The advantages of this system are that drugs are readily available at the units, there are fewer requests to the pharmacy, with a corresponding reduction in pharmacy expenses related to human resources and materials. These advantages become obstacles for improved pharmaceutical service to patients.17 A negative consequence is a high rate of medication errors, the most common being giving twice the dosage, giving the wrong drug, inappropriate dose and administration routes, and giving non-prescribed drugs. A further disadvantage is inefficient stock control and increased expenses related to drugs.16,18,19

According to the first pharmacy assessment in Brazil in 2002, 51.2% of hospital pharmacies use the collective drug-dispensing system.20

Individualized System

In the individualized drug-dispensing system, the pharmacy and pharmacists participate more actively on drug-use issues; however, nursing participation and error rates are still high. In this system, drugs are dispensed per patient, usually for a 24-hour treatment period. The pharmacy dispenses drugs separately per patient, according to the medical prescription, to the hospital units.16,17 In Brazil, 34.8% of hospitals use this drug-dispensing system for in-hospital patients.20

This system may be described as indirect, where drug dispensing is based on a transcription of the medical prescription made by nurses, or direct, where dispensing is based on a copy of the medical prescription (made daily). The indirect system has a high rate of errors and theft, as failure and omission may take place during transcription and items not present in the original prescription may be added.
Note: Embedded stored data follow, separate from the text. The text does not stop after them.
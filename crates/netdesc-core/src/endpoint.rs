use std::str::FromStr;

use crate::{PortRef, Shape, ValidationError};

/// Element precision of an endpoint. Closed set; anything outside it is
/// rejected at the parsing boundary.
#[derive(Clone, Copy, Debug, PartialEq, Eq, Hash)]
pub enum Precision {
    Fp32,
    Fp16,
    Bf16,
    I8,
    I16,
    I32,
    I64,
    U8,
    U16,
    Bool,
}

impl Precision {
    pub const ALL: &'static [Precision] = &[
        Precision::Fp32,
        Precision::Fp16,
        Precision::Bf16,
        Precision::I8,
        Precision::I16,
        Precision::I32,
        Precision::I64,
        Precision::U8,
        Precision::U16,
        Precision::Bool,
    ];

    pub fn as_str(&self) -> &'static str {
        match self {
            Precision::Fp32 => "FP32",
            Precision::Fp16 => "FP16",
            Precision::Bf16 => "BF16",
            Precision::I8 => "I8",
            Precision::I16 => "I16",
            Precision::I32 => "I32",
            Precision::I64 => "I64",
            Precision::U8 => "U8",
            Precision::U16 => "U16",
            Precision::Bool => "BOOL",
        }
    }

    pub fn supported_names() -> Vec<&'static str> {
        Self::ALL.iter().map(|p| p.as_str()).collect()
    }
}

impl FromStr for Precision {
    type Err = ValidationError;

    fn from_str(s: &str) -> Result<Self, Self::Err> {
        Self::ALL
            .iter()
            .copied()
            .find(|p| p.as_str() == s)
            .ok_or_else(|| ValidationError::UnsupportedPrecision {
                value: s.to_string(),
                supported: Self::supported_names(),
            })
    }
}

impl std::fmt::Display for Precision {
    fn fmt(&self, f: &mut std::fmt::Formatter<'_>) -> std::fmt::Result {
        f.write_str(self.as_str())
    }
}

/// Dimension ordering of an endpoint. Closed set, same validation
/// pattern as [`Precision`].
#[derive(Clone, Copy, Debug, PartialEq, Eq, Hash)]
pub enum Layout {
    Nchw,
    Nhwc,
    Ncdhw,
    Ndhwc,
    Chw,
    Nc,
    Cn,
    C,
}

impl Layout {
    pub const ALL: &'static [Layout] = &[
        Layout::Nchw,
        Layout::Nhwc,
        Layout::Ncdhw,
        Layout::Ndhwc,
        Layout::Chw,
        Layout::Nc,
        Layout::Cn,
        Layout::C,
    ];

    pub fn as_str(&self) -> &'static str {
        match self {
            Layout::Nchw => "NCHW",
            Layout::Nhwc => "NHWC",
            Layout::Ncdhw => "NCDHW",
            Layout::Ndhwc => "NDHWC",
            Layout::Chw => "CHW",
            Layout::Nc => "NC",
            Layout::Cn => "CN",
            Layout::C => "C",
        }
    }

    pub fn supported_names() -> Vec<&'static str> {
        Self::ALL.iter().map(|l| l.as_str()).collect()
    }

    /// Conventional layout for a freshly resolved shape of the given rank.
    pub fn for_rank(rank: usize) -> Layout {
        match rank {
            1 => Layout::C,
            3 => Layout::Chw,
            4 => Layout::Nchw,
            5 => Layout::Ncdhw,
            _ => Layout::Nc,
        }
    }
}

impl FromStr for Layout {
    type Err = ValidationError;

    fn from_str(s: &str) -> Result<Self, Self::Err> {
        Self::ALL
            .iter()
            .copied()
            .find(|l| l.as_str() == s)
            .ok_or_else(|| ValidationError::UnsupportedLayout {
                value: s.to_string(),
                supported: Self::supported_names(),
            })
    }
}

impl std::fmt::Display for Layout {
    fn fmt(&self, f: &mut std::fmt::Formatter<'_>) -> std::fmt::Result {
        f.write_str(self.as_str())
    }
}

/// One named tensor attachment point (input or output) with its
/// metadata. Endpoints are owned by value inside the descriptor's input
/// or output map, so two entries never share storage.
#[derive(Clone, Debug, PartialEq)]
pub struct DataEndpoint {
    pub name: String,
    pub shape: Shape,
    pub layout: Layout,
    pub precision: Precision,
    /// The layer output port this endpoint is attached to.
    pub origin: PortRef,
}

impl DataEndpoint {
    pub fn new(origin: PortRef, shape: Shape, precision: Precision) -> Self {
        let layout = Layout::for_rank(shape.rank());
        Self {
            name: origin.endpoint_name(),
            shape,
            layout,
            precision,
            origin,
        }
    }
}

/// A graph point to expose as an extra network output. A bare layer
/// name means port 0.
#[derive(Clone, Debug, PartialEq, Eq, Hash)]
pub struct OutputTarget(pub PortRef);

impl From<&str> for OutputTarget {
    fn from(layer: &str) -> Self {
        Self(PortRef::new(layer, 0))
    }
}

impl From<String> for OutputTarget {
    fn from(layer: String) -> Self {
        Self(PortRef::new(layer, 0))
    }
}

impl From<(&str, usize)> for OutputTarget {
    fn from((layer, port): (&str, usize)) -> Self {
        Self(PortRef::new(layer, port))
    }
}

impl From<(String, usize)> for OutputTarget {
    fn from((layer, port): (String, usize)) -> Self {
        Self(PortRef::new(layer, port))
    }
}

impl From<PortRef> for OutputTarget {
    fn from(port: PortRef) -> Self {
        Self(port)
    }
}

#[cfg(test)]
mod tests {
    use super::*;

    #[test]
    fn precision_round_trips_through_str() {
        for p in Precision::ALL {
            assert_eq!(p.as_str().parse::<Precision>().unwrap(), *p);
        }
    }

    #[test]
    fn unsupported_precision_lists_the_supported_set() {
        let err = "BLA".parse::<Precision>().unwrap_err();
        let msg = err.to_string();
        assert!(msg.contains("Unsupported precision BLA!"), "{msg}");
        assert!(msg.contains("FP32"), "{msg}");
        assert!(msg.contains("I8"), "{msg}");
    }

    #[test]
    fn unsupported_layout_lists_the_supported_set() {
        let err = "BLA".parse::<Layout>().unwrap_err();
        let msg = err.to_string();
        assert!(msg.contains("Unsupported layout BLA!"), "{msg}");
        assert!(msg.contains("NCHW"), "{msg}");
    }

    #[test]
    fn default_layout_tracks_rank() {
        assert_eq!(Layout::for_rank(4), Layout::Nchw);
        assert_eq!(Layout::for_rank(2), Layout::Nc);
        assert_eq!(Layout::for_rank(1), Layout::C);
    }

    #[test]
    fn output_target_forms() {
        let a: OutputTarget = "28/Reshape".into();
        let b: OutputTarget = ("28/Reshape", 0).into();
        assert_eq!(a, b);
        let c: OutputTarget = ("split", 2).into();
        assert_eq!(c.0.endpoint_name(), "split.2");
    }
}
In the direct system, the prescription may be forwarded to the pharmacy as follows17:

  • a)

    the prescription is written over carbon paper to produce a copy of the original. Poor quality carbon paper or inadequate pens may result in prescription copies that are difficult to read;

  • b)

    photocopy to reproduce the original prescription;

  • c)

    fax from the hospital unit to the pharmacy. This method may generate illegible documents, opening the door for new sources of medication errors and allowing loss of information with time;

  • d)

    the physician writes the prescription on computer terminals in the hospital unit and sends it electronically to the pharmacy. The main advantage is the elimination errors due to poor handwriting. However, other types of errors may appear, such as printing the prescription made the previous day or not saving changes, resulting in wrong prescriptions. Also the prescriptions of 2 or more patients may be accidentally exchanged;

  • e)

    computerized prescription: using clinical management software interconnecting the various hospital units. The prescription and the dispensing report are made in the system that may be integrated with pharmacology and inventory control software. Professionals access system data directly with no need to send files. There are also safety systems that warn against toxic doses, allergic and cross-reactions, drug interactions, duplication of therapeutic classes, contraindications, and adverse effects. Automation using bar codes allows drugs to be checked when dispensing and administering the drug;

  • f)

    radio system interconnecting computers and optic readers: the physician uses a small electronic pen-operated or touch-sensitive terminal, allowing immediate checking of patient data, rapid prescription (at the bedside), and fewer computers in hospital units.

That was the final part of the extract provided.